Tuesday, September 16, 2014

Slo Jo: Updates from Slow Training Weeks

Distance: doesn't matter
Pace: don't care
Wine consumed: the usual, normal amount for a healthy single woman with a stressful job

TST and I haven't had any pressing goals set for a while. It has been summer in Phoenix, and that takes the motivation out of even the most enthusiastic Gatorade-swilling athlete. But it is mid-September now, so for me at least (TST is always in shape), it has been time to get back in gear.

Upcoming races include the Bisbee Stair Climb 1000, so I have announced we are doing Stadium Wednesdays and Sundays to my friends. Now, we did Bisbee last year, and if you are not in the fast group, you don't exactly kill it on the stairs. You are surrounded by a lot of people trying not to have a heart attack who are going super slow, and it is impossible to get by them. So I don't feel like I need to be in amazing condition for this race; on the other hand, I don't want to be sore. Or be one of the heart attack people I may have been a teensy bit judge-y about last year.

Then I have the Tucson Half Marathon in December, which promises to be a solidly downhill course. My friend KS says she has run it and that it is, yes, assuredly downhill. So I need to PR this thing. Coach has been working with me on speed workouts, but alas, I still appear to be keeping the Slow in Slo-Jo. I just CANNOT run fast. I was trying to pace this woman who was not, shall we say, built like a runner, and she TOASTED me.

And then we have the Napa full marathon in March. TST picked it out, because she is a sadist. First, she wants to be in wine country at a time when our wine consumption has to be dramatically curtailed. Perhaps she does not remember wistfully wandering around New Orleans the Saturday afternoon before the marathon when all that sounded good was a little sazerac, but I do. And we ate dinner in New Orleans at 5pm. We were the only people in there. We even beat the elderly. Wine country with no little wine is going to be less fun, I predict, than wine country with wine.

Second, after I decided I was not going to let a little wine deprivation stop me from signing up, I perused the Napa marathon website and ran across this:

"The Kaiser Permanente Napa Valley Marathon (NVM) prohibits the use of all electronic devices on the race course—in accordance with Road Runners Club of America guidelines and USA Track & Field (USATF) Rule 1.44.3(f). These devices include cell phones, MP3 players, and other portable audio or video devices using headphones."

WHAT NOW?

No headphones? No music? Just me and my thoughts about chafing for several hours?

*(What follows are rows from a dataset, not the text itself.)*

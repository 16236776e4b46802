use std::fmt;
use std::str::FromStr;

use serde::{Deserialize, Serialize};

use crate::error::{Error, Result};

/// One of the nine stocked product codes.
#[derive(Debug, Clone, Copy, PartialEq, Eq, Hash, PartialOrd, Ord, Serialize, Deserialize)]
pub enum Product {
    A,
    B,
    C,
    D,
    E,
    F,
    G,
    H,
    I,
}

impl Product {
    pub const ALL: [Product; 9] = [
        Product::A,
        Product::B,
        Product::C,
        Product::D,
        Product::E,
        Product::F,
        Product::G,
        Product::H,
        Product::I,
    ];

    pub fn index(self) -> usize {
        self as usize
    }

    pub fn code(self) -> &'static str {
        match self {
            Product::A => "A",
            Product::B => "B",
            Product::C => "C",
            Product::D => "D",
            Product::E => "E",
            Product::F => "F",
            Product::G => "G",
            Product::H => "H",
            Product::I => "I",
        }
    }
}

impl fmt::Display for Product {
    fn fmt(&self, f: &mut fmt::Formatter<'_>) -> fmt::Result {
        f.write_str(self.code())
    }
}

impl FromStr for Product {
    type Err = Error;

    fn from_str(s: &str) -> Result<Self> {
        let code = s.trim();
        Product::ALL
            .into_iter()
            .find(|p| p.code().eq_ignore_ascii_case(code))
            .ok_or_else(|| Error::UnknownProduct(code.to_string()))
    }
}

/// A warehouse. `ALL` is the fixed enumeration order every plan follows.
#[derive(Debug, Clone, Copy, PartialEq, Eq, Hash, PartialOrd, Ord, Serialize, Deserialize)]
pub enum Center {
    C1,
    C2,
    C3,
}

impl Center {
    pub const ALL: [Center; 3] = [Center::C1, Center::C2, Center::C3];

    pub fn index(self) -> usize {
        self as usize
    }
}

impl fmt::Display for Center {
    fn fmt(&self, f: &mut fmt::Formatter<'_>) -> fmt::Result {
        let name = match self {
            Center::C1 => "C1",
            Center::C2 => "C2",
            Center::C3 => "C3",
        };
        f.write_str(name)
    }
}

/// A location in the road graph: a center or the single destination `L1`.
#[derive(Debug, Clone, Copy, PartialEq, Eq, Hash, PartialOrd, Ord)]
pub enum Node {
    Center(Center),
    Destination,
}

impl From<Center> for Node {
    fn from(center: Center) -> Self {
        Node::Center(center)
    }
}

impl fmt::Display for Node {
    fn fmt(&self, f: &mut fmt::Formatter<'_>) -> fmt::Result {
        match self {
            Node::Center(center) => center.fmt(f),
            Node::Destination => f.write_str("L1"),
        }
    }
}

/// Requested quantity per product. Zero means "not requested".
///
/// Quantities are not validated on construction; negative values are kept
/// and simply never planned. Use [`Order::validate`] for strict input.
#[derive(Debug, Clone, Copy, Default, PartialEq, Eq, Serialize, Deserialize)]
#[serde(from = "OrderFields", into = "OrderFields")]
pub struct Order {
    quantities: [i64; 9],
}

impl Order {
    pub fn new() -> Self {
        Self::default()
    }

    pub fn with(mut self, product: Product, quantity: i64) -> Self {
        self.set(product, quantity);
        self
    }

    pub fn set(&mut self, product: Product, quantity: i64) {
        self.quantities[product.index()] = quantity;
    }

    pub fn quantity(&self, product: Product) -> i64 {
        self.quantities[product.index()]
    }

    pub fn iter(&self) -> impl Iterator<Item = (Product, i64)> + '_ {
        Product::ALL.into_iter().map(|p| (p, self.quantity(p)))
    }

    /// Units that will actually be planned (positive quantities only).
    pub fn requested_units(&self) -> i64 {
        self.quantities
            .iter()
            .filter(|q| **q > 0)
            .fold(0i64, |total, q| total.saturating_add(*q))
    }

    pub fn validate(&self) -> Result<()> {
        match self.iter().find(|(_, q)| *q < 0) {
            Some((product, quantity)) => Err(Error::NegativeQuantity {
                product: product.to_string(),
                quantity,
            }),
            None => Ok(()),
        }
    }
}

impl FromStr for Order {
    type Err = Error;

    /// Parse `A=1,G=2`. Repeated products accumulate; an empty string is an
    /// empty order.
    fn from_str(s: &str) -> Result<Self> {
        let mut order = Order::new();
        for entry in s.split(',').map(str::trim).filter(|e| !e.is_empty()) {
            let (code, quantity) = entry
                .split_once('=')
                .ok_or_else(|| Error::OrderSyntax(entry.to_string()))?;
            let product: Product = code.parse()?;
            let quantity: i64 = quantity
                .trim()
                .parse()
                .map_err(|_| Error::OrderSyntax(entry.to_string()))?;
            let total = order
                .quantity(product)
                .checked_add(quantity)
                .ok_or_else(|| Error::OrderSyntax(entry.to_string()))?;
            order.set(product, total);
        }
        Ok(order)
    }
}

impl fmt::Display for Order {
    fn fmt(&self, f: &mut fmt::Formatter<'_>) -> fmt::Result {
        let entries: Vec<String> = self
            .iter()
            .filter(|(_, q)| *q != 0)
            .map(|(p, q)| format!("{p}={q}"))
            .collect();
        f.write_str(&entries.join(","))
    }
}

/// Wire shape of an order: nine named fields, each defaulting to zero.
/// Unknown fields are ignored.
#[derive(Debug, Clone, Copy, Default, Serialize, Deserialize)]
#[serde(default)]
struct OrderFields {
    #[serde(rename = "A")]
    a: i64,
    #[serde(rename = "B")]
    b: i64,
    #[serde(rename = "C")]
    c: i64,
    #[serde(rename = "D")]
    d: i64,
    #[serde(rename = "E")]
    e: i64,
    #[serde(rename = "F")]
    f: i64,
    #[serde(rename = "G")]
    g: i64,
    #[serde(rename = "H")]
    h: i64,
    #[serde(rename = "I")]
    i: i64,
}

impl From<OrderFields> for Order {
    fn from(o: OrderFields) -> Self {
        Order {
            quantities: [o.a, o.b, o.c, o.d, o.e, o.f, o.g, o.h, o.i],
        }
    }
}

impl From<Order> for OrderFields {
    fn from(order: Order) -> Self {
        let [a, b, c, d, e, f, g, h, i] = order.quantities;
        OrderFields {
            a,
            b,
            c,
            d,
            e,
            f,
            g,
            h,
            i,
        }
    }
}

/// One pickup obligation: a center and how many units of each product to
/// collect there.
#[derive(Debug, Clone, PartialEq)]
pub struct Stop {
    pub center: Center,
    pub loads: Vec<(Product, u64)>,
}

impl Stop {
    /// One entry per unit, lazily.
    pub fn units(&self) -> impl Iterator<Item = Product> + '_ {
        self.loads
            .iter()
            .flat_map(|(product, count)| std::iter::repeat(*product).take(*count as usize))
    }

    pub fn unit_count(&self) -> u64 {
        self.loads
            .iter()
            .fold(0u64, |total, (_, count)| total.saturating_add(*count))
    }
}

/// Pickup obligations in center enumeration order; centers with nothing to
/// collect are absent.
#[derive(Debug, Clone, Default, PartialEq)]
pub struct TripPlan {
    pub stops: Vec<Stop>,
}

impl TripPlan {
    pub fn is_empty(&self) -> bool {
        self.stops.is_empty()
    }

    pub fn centers(&self) -> impl Iterator<Item = Center> + '_ {
        self.stops.iter().map(|s| s.center)
    }

    pub fn stop(&self, center: Center) -> Option<&Stop> {
        self.stops.iter().find(|s| s.center == center)
    }
}
use axum::routing::{get, post};
use axum::Router;
use tracing::info;

use crate::api::handlers::{calculate_cost, root, AppState};
use crate::config::Settings;
use crate::error::Result;
use crate::network::NetworkModel;

pub fn router(state: AppState) -> Router {
    Router::new()
        .route("/", get(root))
        .route("/calculate-cost", post(calculate_cost))
        .with_state(state)
}

/// Serve the estimator until the process is stopped.
pub async fn run(settings: &Settings) -> Result<()> {
    let state = AppState::new(
        NetworkModel::standard(),
        settings.search,
        settings.strict_orders,
    );

    let listener = tokio::net::TcpListener::bind(settings.bind_addr).await?;
    info!("Delivery cost estimator listening on {}", listener.local_addr()?);

    axum::serve(listener, router(state)).await?;
    Ok(())
}
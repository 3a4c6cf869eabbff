//! Literal formatting for row values and DEFAULT clauses.

use std::fmt;

use once_cell::sync::Lazy;
use regex::Regex;

use crate::ast::{Dialect, NormalizedType};
use crate::error::FormatError;

static NUMERIC_RE: Lazy<Regex> = Lazy::new(|| {
    Regex::new(r"^[+-]?(?:\d+(?:\.\d*)?|\.\d+)(?:[eE][+-]?\d+)?$").expect("numeric pattern is valid")
});

/// A raw scalar value as supplied by the host application
#[derive(Debug, Clone, PartialEq)]
pub enum SqlValue {
    Null,
    Bool(bool),
    Int(i64),
    Float(f64),
    Text(String),
}

impl SqlValue {
    /// SQL NULL, or the text `NULL` in any case
    pub fn is_null(&self) -> bool {
        match self {
            SqlValue::Null => true,
            SqlValue::Text(s) => s.eq_ignore_ascii_case("null"),
            _ => false,
        }
    }

    fn as_text(&self) -> String {
        match self {
            SqlValue::Null => String::new(),
            SqlValue::Bool(true) => "1".to_string(),
            SqlValue::Bool(false) => "0".to_string(),
            SqlValue::Int(i) => i.to_string(),
            SqlValue::Float(f) => f.to_string(),
            SqlValue::Text(s) => s.clone(),
        }
    }
}

impl fmt::Display for SqlValue {
    fn fmt(&self, f: &mut fmt::Formatter<'_>) -> fmt::Result {
        match self {
            SqlValue::Null => f.write_str("NULL"),
            other => f.write_str(&other.as_text()),
        }
    }
}

impl From<bool> for SqlValue {
    fn from(v: bool) -> Self {
        SqlValue::Bool(v)
    }
}

impl From<i64> for SqlValue {
    fn from(v: i64) -> Self {
        SqlValue::Int(v)
    }
}

impl From<i32> for SqlValue {
    fn from(v: i32) -> Self {
        SqlValue::Int(v.into())
    }
}

impl From<f64> for SqlValue {
    fn from(v: f64) -> Self {
        SqlValue::Float(v)
    }
}

impl From<&str> for SqlValue {
    fn from(v: &str) -> Self {
        SqlValue::Text(v.to_string())
    }
}

impl From<String> for SqlValue {
    fn from(v: String) -> Self {
        SqlValue::Text(v)
    }
}

impl<T: Into<SqlValue>> From<Option<T>> for SqlValue {
    fn from(v: Option<T>) -> Self {
        v.map(Into::into).unwrap_or(SqlValue::Null)
    }
}

impl TryFrom<serde_json::Value> for SqlValue {
    type Error = FormatError;

    fn try_from(value: serde_json::Value) -> Result<Self, Self::Error> {
        use serde_json::Value;

        match value {
            Value::Null => Ok(SqlValue::Null),
            Value::Bool(b) => Ok(SqlValue::Bool(b)),
            Value::Number(n) => match n.as_i64() {
                Some(i) => Ok(SqlValue::Int(i)),
                None => n
                    .as_f64()
                    .map(SqlValue::Float)
                    .ok_or_else(|| FormatError::new(format!("Number {} is out of range", n))),
            },
            Value::String(s) => Ok(SqlValue::Text(s)),
            other @ (Value::Array(_) | Value::Object(_)) => Err(FormatError::new(format!(
                "Expected a scalar value, got {}",
                other
            ))),
        }
    }
}

/// `1`, `"1"`, `true`, `"true"` and `"TRUE"` are true; everything else is false.
pub fn to_boolean(value: &SqlValue) -> bool {
    match value {
        SqlValue::Bool(b) => *b,
        SqlValue::Int(i) => *i == 1,
        SqlValue::Text(s) => matches!(s.as_str(), "1" | "true" | "TRUE"),
        SqlValue::Float(_) | SqlValue::Null => false,
    }
}

/// Boolean literal spelling; SQLite and SQL Server model booleans as integers.
pub fn boolean_literal(value: bool, dialect: Dialect) -> &'static str {
    match (dialect, value) {
        (Dialect::PostgreSQL | Dialect::MySQL | Dialect::MariaDB, true) => "true",
        (Dialect::PostgreSQL | Dialect::MySQL | Dialect::MariaDB, false) => "false",
        (Dialect::SQLite | Dialect::SQLServer, true) => "1",
        (Dialect::SQLite | Dialect::SQLServer, false) => "0",
    }
}

/// Single-quote a string, doubling embedded quotes.
pub fn quote_string(s: &str) -> String {
    format!("'{}'", s.replace('\'', "''"))
}

pub fn is_numeric_literal(s: &str) -> bool {
    NUMERIC_RE.is_match(s)
}

/// Render a value as a SQL literal for a column of type `ty`.
pub fn format_value(
    value: &SqlValue,
    ty: NormalizedType,
    dialect: Dialect,
) -> Result<String, FormatError> {
    if value.is_null() {
        return Ok("NULL".to_string());
    }

    match ty {
        NormalizedType::Boolean => Ok(boolean_literal(to_boolean(value), dialect).to_string()),
        NormalizedType::Integer | NormalizedType::Float => match value {
            SqlValue::Bool(b) => Ok(if *b { "1" } else { "0" }.to_string()),
            SqlValue::Int(i) => Ok(i.to_string()),
            SqlValue::Float(f) if f.is_finite() => Ok(f.to_string()),
            SqlValue::Float(f) => Err(FormatError::new(format!(
                "{} cannot be written as a {} literal",
                f, ty
            ))),
            SqlValue::Text(s) => {
                let trimmed = s.trim();
                if trimmed.is_empty() {
                    Ok("NULL".to_string())
                } else if is_numeric_literal(trimmed) {
                    Ok(trimmed.to_string())
                } else {
                    Err(FormatError::new(format!(
                        "'{}' is not a valid {} literal",
                        s, ty
                    )))
                }
            }
            SqlValue::Null => Ok("NULL".to_string()),
        },
        _ => Ok(quote_string(&value.as_text())),
    }
}

/// Classified form of a raw DEFAULT expression
#[derive(Debug, Clone, PartialEq)]
enum DefaultExpr {
    Null,
    Bool(bool),
    Number(String),
    Literal(String),
    CurrentTimestamp,
    CurrentDate,
    Uuid,
    Expression(String),
}

impl DefaultExpr {
    fn classify(raw: &str) -> Self {
        let expr = strip_cast(strip_outer_parens(raw.trim()));
        let compact: String = expr
            .chars()
            .filter(|c| !c.is_whitespace())
            .collect::<String>()
            .to_lowercase();

        match compact.as_str() {
            "null" => return DefaultExpr::Null,
            "true" => return DefaultExpr::Bool(true),
            "false" => return DefaultExpr::Bool(false),
            "now()" | "getdate()" | "getutcdate()" | "sysdatetime()" | "localtimestamp"
            | "datetime('now')" | "datetime('now','localtime')" | "current_timestamp()" => {
                return DefaultExpr::CurrentTimestamp
            }
            "current_date" | "curdate()" | "current_date()" | "date('now')" => {
                return DefaultExpr::CurrentDate
            }
            "uuid()" | "gen_random_uuid()" | "uuid_generate_v4()" | "newid()" => {
                return DefaultExpr::Uuid
            }
            _ => {}
        }
        if compact.starts_with("current_timestamp") {
            return DefaultExpr::CurrentTimestamp;
        }

        if let Some(text) = unquote_literal(expr) {
            return DefaultExpr::Literal(text);
        }
        if let Some(bits) = compact.strip_prefix("b'").and_then(|s| s.strip_suffix('\'')) {
            return DefaultExpr::Number(bits.to_string());
        }
        if is_numeric_literal(expr) {
            return DefaultExpr::Number(expr.to_string());
        }
        DefaultExpr::Expression(expr.to_string())
    }
}

/// Remove parentheses wrapping the whole expression: `((0))` → `0`.
fn strip_outer_parens(expr: &str) -> &str {
    let mut current = expr.trim();
    while current.starts_with('(') && current.ends_with(')') && encloses_all(current) {
        current = current[1..current.len() - 1].trim();
    }
    current
}

fn encloses_all(expr: &str) -> bool {
    let mut depth = 0usize;
    let mut in_quote = false;
    let last = expr.len() - 1;
    for (i, c) in expr.char_indices() {
        match c {
            '\'' => in_quote = !in_quote,
            '(' if !in_quote => depth += 1,
            ')' if !in_quote => {
                depth = depth.saturating_sub(1);
                if depth == 0 && i != last {
                    return false;
                }
            }
            _ => {}
        }
    }
    true
}

/// Drop a trailing PostgreSQL cast: `'abc'::character varying` → `'abc'`.
fn strip_cast(expr: &str) -> &str {
    let mut in_quote = false;
    let bytes = expr.as_bytes();
    for i in 0..bytes.len() {
        match bytes[i] {
            b'\'' => in_quote = !in_quote,
            b':' if !in_quote && bytes.get(i + 1) == Some(&b':') => return expr[..i].trim(),
            _ => {}
        }
    }
    expr
}

/// Unescape a single-quoted literal, accepting `N'..'`, `E'..'` and
/// `_charset'..'` prefixes.
fn unquote_literal(expr: &str) -> Option<String> {
    let start = expr.find('\'')?;
    let prefix = &expr[..start];
    let prefix_ok = prefix.is_empty()
        || prefix.eq_ignore_ascii_case("n")
        || prefix.eq_ignore_ascii_case("e")
        || (prefix.starts_with('_') && prefix[1..].chars().all(|c| c.is_ascii_alphanumeric()));
    if !prefix_ok {
        return None;
    }

    let body = expr[start..].strip_prefix('\'')?.strip_suffix('\'')?;
    // every remaining quote must be doubled
    if body.replace("''", "").contains('\'') {
        return None;
    }
    Some(body.replace("''", "'"))
}

fn current_timestamp(_dialect: Dialect) -> &'static str {
    "CURRENT_TIMESTAMP"
}

fn current_date(dialect: Dialect) -> &'static str {
    match dialect {
        Dialect::MySQL | Dialect::MariaDB => "(CURRENT_DATE)",
        Dialect::PostgreSQL | Dialect::SQLite => "CURRENT_DATE",
        Dialect::SQLServer => "CAST(GETDATE() AS DATE)",
    }
}

fn uuid_generator(dialect: Dialect) -> &'static str {
    match dialect {
        Dialect::MySQL | Dialect::MariaDB => "(UUID())",
        Dialect::PostgreSQL => "gen_random_uuid()",
        Dialect::SQLite => "(lower(hex(randomblob(16))))",
        Dialect::SQLServer => "NEWID()",
    }
}

/// Render the value of a `DEFAULT` clause for the target dialect.
///
/// `NULL` always stays `NULL`. Literals follow [`format_value`]; a literal
/// that does not fit a numeric column is kept quoted rather than rejected.
/// Well-known functions are respelled and unknown expressions pass through.
pub fn format_default(raw: &str, ty: NormalizedType, dialect: Dialect) -> String {
    if raw.trim().eq_ignore_ascii_case("null") {
        return "NULL".to_string();
    }

    match DefaultExpr::classify(raw) {
        DefaultExpr::Null => "NULL".to_string(),
        DefaultExpr::CurrentTimestamp => current_timestamp(dialect).to_string(),
        DefaultExpr::CurrentDate => current_date(dialect).to_string(),
        DefaultExpr::Uuid => uuid_generator(dialect).to_string(),
        DefaultExpr::Bool(b) => format_value(&SqlValue::Bool(b), ty, dialect)
            .unwrap_or_else(|_| boolean_literal(b, dialect).to_string()),
        DefaultExpr::Number(text) | DefaultExpr::Literal(text) => {
            format_value(&SqlValue::Text(text.clone()), ty, dialect)
                .unwrap_or_else(|_| quote_string(&text))
        }
        DefaultExpr::Expression(expr) => expr,
    }
}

I posted this on Facebook, and two of my friends who are experienced marathoners chimed in and said it was actually good. I would be zen with my running. I would concentrate on form. It was way better than checking out and listening to music, they said. (These people do not take five hours to run a marathon, I will just note.)

Okay, so this is going to be swell. Can't wait.

Last, you are thinking, where is the triathlon you promised? A couple of points on that.

We're having a little trouble agreeing on a race. TST won't swim in a lake. She has suggested triathlons that involve a pool. Recall this is the same person who signed us up for a music-free, wine-free marathon. The thought of doing a tri in a pool gives me the concern as a no-music marathon about lapsing into a coma from boredom, but if you do that in a pool, you drown. Ix-nay the ool-pay, I say. I want to do ocean. Or at least open water. Anyway, we'll figure it out soon.

Also, the last time I went swimming I had a traumatic experience, so I haven't been back. In my last post, I mentioned how the high point of lap swimming is the hot tub awaiting me at the end of the swim. I love me some hot tubs. So while I swim, I keep one goggled beady eye on the hot tub to see who is in it. On the last one, some old lady got in it, then got out (me: score), then a middle aged man got in. Hmm. I kept checking on the laps that faced the hot tub to see if he was still in there, and noticed the tub was full of foam. "Huh," I thought. "There must be some sort of 'bubbler' action I hadn't noticed."

So I got out of the pool and, despite having a little friend in there, got in the hot tub. (Don't worry, this story doesn't turn into a Hot Tub After-Swim Delite story or anything.) I pushed the tidal wave of foam aside, nodded hi, and settled in. Ahhhhh. Then I looked around and saw a sign: "Why does the hot tub foam?"

Intrigued, I kept reading. "The hot tub foams when members don't take a shower and the tub senses extra body oils or dirt that trigger a chemical reaction to keep the tub clean."

I looked at the man. I looked at the sign. I looked at the foam chemicals stripping a layer off my skin. I got out of the hot tub and took a shower. So...I haven't been back. But my skin looks amazing.